About 20 students, most members of an Ohio State campus prayer group, gathered Tuesday night for a vigil in front of the maintenance building that was the scene of a campus shooting Tuesday morning.

Shortly after 10 p.m., members of 24/7 Prayer gathered in a circle and lit candles across the street from the building at 2000 Tuttle Park Place. Early Tuesday morning, custodial worker Nathaniel Brown shot and killed his supervisor Larry Wallington and injured another manager, Henry Butler, before shooting and killing himself.
Janika Pittman, president of the non-denominational group, said members were praying for the victims, their families and their co-workers.

“Sometimes we forget about the maintenance people,” she said. “We don’t really think about them. We see our clean classrooms. We just assume that they come that way.”

Some workers looked out from open third-story windows as the group sang “Amazing Grace.”

Others stopped to look on their way to clock into the building across the street, which had remained a crime scene for most of the day.

One third-shift worker, who asked not to be named because she said she had been told not to speak to the media, said she happened upon the vigil on her way into work.

She said she wasn’t working in the area when the shooting occurred but found out about it from her supervisor.

She added that the night before the shooting, she saw Butler, who is now in stable condition after undergoing surgery at the OSU Medical
Center.

“He was in my office area and looked right at me. He said, ‘hi,’ and I waved and said ‘hi’ to him. And then just to think that he could die. Everybody was just shocked,” she said.

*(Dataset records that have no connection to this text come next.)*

use anyhow::Result;
use geo::Point;
use ndarray::Array2;

use crate::error::Error;
use crate::score::Scores;

/// Point samples and target grid handed to an external smoothing pass
/// (e.g. ordinary kriging).
#[derive(Debug, Clone, PartialEq)]
pub struct SmoothingInput {
    /// Cell centroids as (lon, lat).
    pub points: Vec<Point<f64>>,
    /// Composite score at each point.
    pub values: Vec<f64>,
    /// Evenly spaced grid longitudes spanning the points.
    pub grid_lon: Vec<f64>,
    /// Evenly spaced grid latitudes spanning the points.
    pub grid_lat: Vec<f64>,
}

impl SmoothingInput {
    /// Sample scored cells at their centroids, with a `grid_size` x `grid_size` target grid.
    pub fn from_scores(scores: &Scores<'_>, grid_size: usize) -> Result<Self, Error> {
        if grid_size < 2 {
            return Err(Error::invalid(format!("smoothing grid size {grid_size} must be at least 2")))
        }

        let (points, values): (Vec<Point<f64>>, Vec<f64>) = scores.cells.iter()
            .filter_map(|c| c.cell.centroid().map(|p| (p, c.score)))
            .unzip();
        if points.is_empty() {
            return Err(Error::invalid("no scored cells to smooth"))
        }

        let (min_lon, max_lon, min_lat, max_lat) = points.iter().fold(
            (f64::INFINITY, f64::NEG_INFINITY, f64::INFINITY, f64::NEG_INFINITY),
            |(x0, x1, y0, y1), p| (x0.min(p.x()), x1.max(p.x()), y0.min(p.y()), y1.max(p.y())),
        );

        Ok(Self {
            grid_lon: linspace(min_lon, max_lon, grid_size),
            grid_lat: linspace(min_lat, max_lat, grid_size),
            points,
            values,
        })
    }
}

/// Output of a smoothing pass; `values` is (grid_lat.len(), grid_lon.len()).
#[derive(Debug, Clone, PartialEq)]
pub struct SmoothedGrid {
    pub lon: Vec<f64>,
    pub lat: Vec<f64>,
    pub values: Array2<f64>,
}

/// An interpolation method run after scoring. Implementations live outside this crate.
pub trait Smoother {
    fn smooth(&self, input: &SmoothingInput) -> Result<SmoothedGrid>;
}

/// `n` evenly spaced values from `start` to `end` inclusive.
fn linspace(start: f64, end: f64, n: usize) -> Vec<f64> {
    let step = (end - start) / (n - 1) as f64;
    (0..n).map(|i| if i + 1 == n { end } else { start + step * i as f64 }).collect()
}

Larry Wallington, the supervisor who was killed, was “just a sweet guy — easygoing, easy to talk to,” she said. He was a boss who didn’t just give instructions, she said. He worked with his crew.

“I saw him Sunday night. He had the carpet machine and he was out there cleaning the carpet himself, right there with his employees,” she said.

She said she was touched by the students’ vigil.

“It’s flooring me that they’re so concerned about custodial workers,” she said. “I feel like they’re praying for every employee that was on third shift and everybody that knows Larry.”